● **BRIEF**
Would you give the data below back exactly as it reads?

[Collected data]
◆ ◆ ◆ ◆ ◆ ◆ ◆

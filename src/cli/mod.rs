//! CLI subcommand implementations for the browsershelf binary.

pub mod cache_cmd;
pub mod doctor;
pub mod render_cmd;
//! Browsershelf library — fetch a browserslist config, resolve it to concrete
//! browser versions, and classify the result for display.
//!
//! Pipeline: [`render`] ← [`classify`] ← [`resolver`] ← [`fetch`] ← [`cache`],
//! wired together by [`service::ShelfService`].

pub mod cache;
pub mod catalog;
pub mod cli;
pub mod classify;
pub mod config;
pub mod fetch;
pub mod render;
pub mod resolver;
pub mod service;

pub use catalog::PlatformClass;
pub use classify::{BrowserRecord, ClassifiedBrowsers};
pub use config::Settings;
pub use render::HeadingTag;
pub use service::ShelfService;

◆ ◆ ◆ ◆ ◆ ◆ ◆

● **REPLY**
filename src/cli/mod.rs
//! CLI subcommand implementations for the browsershelf binary.

pub mod cache_cmd;
pub mod doctor;
pub mod render_cmd;
//! Browsershelf library — fetch a browserslist config, resolve it to concrete
//! browser versions, and classify the result for display.
//!
//! Pipeline: [`render`] ← [`classify`] ← [`resolver`] ← [`fetch`] ← [`cache`],
//! wired together by [`service::ShelfService`].

pub mod cache;
pub mod catalog;
pub mod cli;
pub mod classify;
pub mod config;
pub mod fetch;
pub mod render;
pub mod resolver;
pub mod service;

pub use catalog::PlatformClass;
pub use classify::{BrowserRecord, ClassifiedBrowsers};
pub use config::Settings;
pub use render::HeadingTag;
pub use service::ShelfService;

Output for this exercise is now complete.